[Stored data]
━━━━━━━━

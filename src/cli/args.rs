//! CLI argument definitions using clap
//!
//! Commands:
//! - hbnb init --config <path>
//! - hbnb start --config <path>
//! - hbnb create-admin --config <path> --email <email> --password <password> ...

use clap::{Parser, Subcommand};
use std::path::PathBuf;

/// HBnB - accommodation listings API server
#[derive(Parser, Debug)]
#[command(name = "hbnb")]
#[command(version, about, long_about = None)]
pub struct Cli {
    #[command(subcommand)]
    pub command: Command,
}

#[derive(Subcommand, Debug)]
pub enum Command {
    /// Write a default configuration file and create the data directory
    Init {
        /// Path to configuration file
        #[arg(long, default_value = "./hbnb.json")]
        config: PathBuf,
    },

    /// Start the API server
    Start {
        /// Path to configuration file
        #[arg(long, default_value = "./hbnb.json")]
        config: PathBuf,
    },

    /// Create an administrator account in the durable store
    CreateAdmin {
        /// Path to configuration file
        #[arg(long, default_value = "./hbnb.json")]
        config: PathBuf,

        #[arg(long)]
        email: String,

        #[arg(long)]
        password: String,

        #[arg(long, default_value = "Admin")]
        first_name: String,

        #[arg(long, default_value = "HBnB")]
        last_name: String,
    },
}

impl Cli {
    /// Parse command line arguments
    pub fn parse_args() -> Self {
        Cli::parse()
    }
}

━━━━━━━━

WORK TO COMPLETE> Would you write out all the records exactly as they read?

EXERCISE OUTPUT>
filename src/cli/args.rs
//! CLI argument definitions using clap
//!
//! Commands:
//! - hbnb init --config <path>
//! - hbnb start --config <path>
//! - hbnb create-admin --config <path> --email <email> --password <password> ...

use clap::{Parser, Subcommand};
use std::path::PathBuf;

/// HBnB - accommodation listings API server
#[derive(Parser, Debug)]
#[command(name = "hbnb")]
#[command(version, about, long_about = None)]
pub struct Cli {
    #[command(subcommand)]
    pub command: Command,
}

#[derive(Subcommand, Debug)]
pub enum Command {
    /// Write a default configuration file and create the data directory
    Init {
        /// Path to configuration file
        #[arg(long, default_value = "./hbnb.json")]
        config: PathBuf,
    },

    /// Start the API server
    Start {
        /// Path to configuration file
        #[arg(long, default_value = "./hbnb.json")]
        config: PathBuf,
    },

    /// Create an administrator account in the durable store
    CreateAdmin {
        /// Path to configuration file
        #[arg(long, default_value = "./hbnb.json")]
        config: PathBuf,

        #[arg(long)]
        email: String,

        #[arg(long)]
        password: String,

        #[arg(long, default_value = "Admin")]
        first_name: String,

        #[arg(long, default_value = "HBnB")]
        last_name: String,
    },
}

impl Cli {
    /// Parse command line arguments
    pub fn parse_args() -> Self {
        Cli::parse()
    }
}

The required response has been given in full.